Another common pattern: distractors that are obviously irrelevant. Imagine an item asking “Which of the following is a famous historic figure?” with three real historical figures and one option that’s a building, or a country, or some other object. The distractor is so categorically wrong that anyone can rule it out instantly, even without knowing which of the other three is correct. The item has effectively become a three-option question, not a four-option one.

These aren’t subtle problems. They’re visible from a single read-through. And yet they’re everywhere, because nobody trained the test writer to look for them.

Start With What You’re Measuring

The single most important thing item writers skip is also the most basic: deciding what they’re actually trying to measure.

Tests measure latent variables: abilities, knowledge, traits, attitudes that can’t be observed directly. Before writing a single item, you need to define this latent variable clearly. What is the construct? What does it consist of? What sub-domains or components does it include?

This is where a test blueprint comes in. A blueprint is a structured plan that lays out the content domains the test will cover, the relative weight of each domain, and the cognitive processes you want to assess. For an exam on educational psychology, your blueprint might allocate 20% to learning theories, 15% to motivation, 25% to assessment, and so on. Within each domain, you decide how many items will test pure knowledge, how many will test understanding, and how many will test application.

Only after this blueprint is in place do you start writing items. And when you write an item, you know exactly what it’s supposed to do: which content area it represents, what cognitive process it’s targeting, what it contributes to the overall measurement.

Most item creators skip this step entirely. They sit down with a topic in mind, start writing questions, and figure out the structure afterward, if at all. The lack of a blueprint is visible in the final test: uneven coverage, redundant items, missing topics, an unclear sense of what’s actually being measured.

Bloom’s Taxonomy in Practice

When I talk about cognitive processes, I’m largely thinking in terms of Bloom’s taxonomy: the classic framework that distinguishes between remembering, understanding, applying, analyzing, evaluating, and creating. Other taxonomies exist, but Bloom’s is the most widely taught and, in my view, the most practical.

I use Bloom’s taxonomy actively when writing items. Not because it’s a textbook requirement, but because it pushes you toward writing items that test more than just recall. If everything in your test sits at the “remembering” level – list the five stages, define this term, name the author of this theory – then you’re measuring memory, not understanding or competence.

The reason this matters is practical. If students can’t transfer what they learned into real-life situations, what they learned is mostly useless. A test that only measures recall doesn’t tell you whether your students can actually do anything with the knowledge. It just tells you whether they can repeat it back.

Items that target higher Bloom levels are harder to write, but they reveal more. An “apply” item asks students to use a concept in a new situation. An “analyze” item asks them to break apart a problem and identify its components. These items take more thought to write, but the information you get from them is dramatically more useful.

Can Multiple-Choice Measure Higher-Order Thinking?

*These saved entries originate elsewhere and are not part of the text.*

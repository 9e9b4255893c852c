mod client_service;

pub use client_service::ClientService;
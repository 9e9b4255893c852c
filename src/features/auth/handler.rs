use crate::core::error::Result;
use crate::features::auth::dto::MeResponseDto;
use crate::features::auth::model::AuthenticatedUser;
use crate::features::auth::policy::AccessPolicy;
use crate::shared::types::ApiResponse;
use axum::{extract::State, Json};
use std::sync::Arc;

#[utoipa::path(
    get,
    path = "/api/auth/me",
    responses(
        (status = 200, description = "Current user retrieved successfully", body = ApiResponse<MeResponseDto>),
        (status = 401, description = "Unauthorized")
    ),
    tag = "auth",
    security(
        ("bearer_auth" = [])
    )
)]
pub async fn get_me(
    user: AuthenticatedUser,
    State(policy): State<Arc<AccessPolicy>>,
) -> Result<Json<ApiResponse<MeResponseDto>>> {
    let privileged = policy.is_privileged(&user);
    Ok(Json(ApiResponse::success(
        Some(MeResponseDto {
            user_id: user.user_id,
            role: user.role,
            privileged,
        }),
        None,
        None,
    )))
}

#[cfg(test)]
mod tests {
    use crate::features::auth::policy::AccessPolicy;
    use crate::features::auth::routes;
    use crate::shared::test_helpers::{test_policy, user, with_user};
    use axum_test::TestServer;
    use serde_json::Value;
    use std::sync::Arc;

    fn server(role: &str) -> TestServer {
        let policy: Arc<AccessPolicy> = test_policy();
        TestServer::new(with_user(routes::protected_routes(policy), user("u1", role))).unwrap()
    }

    #[tokio::test]
    async fn test_me_reports_privilege() {
        let body: Value = server("chairman").get("/api/auth/me").await.json();
        assert_eq!(body["data"]["user_id"], "u1");
        assert_eq!(body["data"]["privileged"], true);

        let body: Value = server("clerk").get("/api/auth/me").await.json();
        assert_eq!(body["data"]["role"], "clerk");
        assert_eq!(body["data"]["privileged"], false);
    }
}
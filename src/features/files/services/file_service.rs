use std::sync::Arc;

use tracing::{debug, info, warn};

use crate::core::error::{AppError, Result};
use crate::features::auth::model::AuthenticatedUser;
use crate::features::auth::AccessPolicy;
use crate::features::files::dtos::FileResponseDto;
use crate::features::files::models::{File, NewFile};
use crate::features::files::repositories::FileRepository;
use crate::modules::storage::LocalDiskStorage;

/// A validated upload, still in memory
#[derive(Debug)]
pub struct FileUpload {
    pub client_id: i64,
    pub name: String,
    pub category: String,
    pub description: Option<String>,
    pub original_filename: String,
    pub content_type: String,
    pub data: Vec<u8>,
}

/// Service for file operations
pub struct FileService {
    repo: Arc<dyn FileRepository>,
    storage: Arc<LocalDiskStorage>,
    policy: Arc<AccessPolicy>,
    max_upload_size: usize,
}

impl FileService {
    pub fn new(
        repo: Arc<dyn FileRepository>,
        storage: Arc<LocalDiskStorage>,
        policy: Arc<AccessPolicy>,
        max_upload_size: usize,
    ) -> Self {
        Self {
            repo,
            storage,
            policy,
            max_upload_size,
        }
    }

    pub fn max_upload_size(&self) -> usize {
        self.max_upload_size
    }

    /// List the files of a client, restricted to the caller's own uploads
    /// unless the caller is privileged
    pub async fn list(
        &self,
        client_id: i64,
        user: &AuthenticatedUser,
    ) -> Result<Vec<FileResponseDto>> {
        let visibility = self.policy.visibility(user);
        let files = self.repo.list_for_client(client_id, &visibility).await?;
        Ok(files.into_iter().map(Into::into).collect())
    }

    pub async fn get_by_id(&self, id: i64, user: &AuthenticatedUser) -> Result<FileResponseDto> {
        let file = self.find_permitted(id, user, "access").await?;
        Ok(file.into())
    }

    /// Write the binary to disk and record its metadata
    ///
    /// # Arguments
    /// * `upload` - Validated form fields and file content
    /// * `user` - The uploader, recorded as `uploaded_by`
    ///
    /// # Returns
    /// The created file metadata
    pub async fn upload(
        &self,
        upload: FileUpload,
        user: &AuthenticatedUser,
    ) -> Result<FileResponseDto> {
        if upload.data.len() > self.max_upload_size {
            return Err(AppError::Validation(format!(
                "File too large. Maximum size is {} bytes",
                self.max_upload_size
            )));
        }

        let stored = self
            .storage
            .store(upload.client_id, &upload.original_filename, &upload.data)
            .await?;

        debug!("File written to disk: {}", stored.path);

        let new_file = NewFile {
            client_id: upload.client_id,
            name: upload.name,
            description: upload.description,
            category: upload.category,
            path: stored.path.clone(),
            file_type: upload.content_type,
            size: stored.size,
            uploaded_by: user.user_id.clone(),
        };

        let file = match self.repo.create(new_file).await {
            Ok(file) => file,
            Err(e) => {
                if let Err(cleanup) = self.storage.remove(&stored.path).await {
                    warn!(
                        "Failed to remove {} after metadata insert failed: {}",
                        stored.path, cleanup
                    );
                }
                return Err(e);
            }
        };

        info!(
            "File uploaded: id={}, client_id={}, size={}, uploaded_by={}",
            file.id, file.client_id, file.size, file.uploaded_by
        );

        Ok(file.into())
    }

    /// Delete a file's row, then its binary.
    ///
    /// Failing to remove the binary is logged and does not fail the delete.
    pub async fn delete(&self, id: i64, user: &AuthenticatedUser) -> Result<()> {
        self.find_permitted(id, user, "delete").await?;

        let Some(file) = self.repo.delete(id).await? else {
            return Err(AppError::NotFound(format!("File with id {} not found", id)));
        };

        if let Err(e) = self.storage.remove(&file.path).await {
            warn!("File {} deleted but its binary was not removed: {}", file.id, e);
        }

        info!("File deleted: id={}, path={}", file.id, file.path);
        Ok(())
    }

    async fn find_permitted(&self, id: i64, user: &AuthenticatedUser, action: &str) -> Result<File> {
        let file = self
            .repo
            .find_by_id(id)
            .await?
            .ok_or_else(|| AppError::NotFound(format!("File with id {} not found", id)))?;

        if !self.policy.visibility(user).permits(&file.uploaded_by) {
            return Err(AppError::Forbidden(format!(
                "You do not have permission to {} this file",
                action
            )));
        }

        Ok(file)
    }
}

One of the recurring debates in assessment is whether multiple-choice items can really test higher-order cognitive processes, or whether they’re inherently limited to recall.

My view: MC items can absolutely assess higher-order thinking, but it’s genuinely hard to write items that do so. Most multiple-choice items, in practice, sit at the lower levels of Bloom’s taxonomy: remembering, understanding, sometimes applying. Writing an MC item that requires real analysis or evaluation is challenging because you have to construct a scenario complex enough to require those processes, while still having a single defensible answer.

The first three levels of Bloom’s, remembering, understanding, applying, are where multiple choice shines. You can write excellent MC items here. The middle levels – analyzing, evaluating – are achievable with effort and skill. The top level, creating, is where MC really breaks down. You can’t ask a student to create something genuinely new and grade it with four pre-written options. For that, you need open-ended formats.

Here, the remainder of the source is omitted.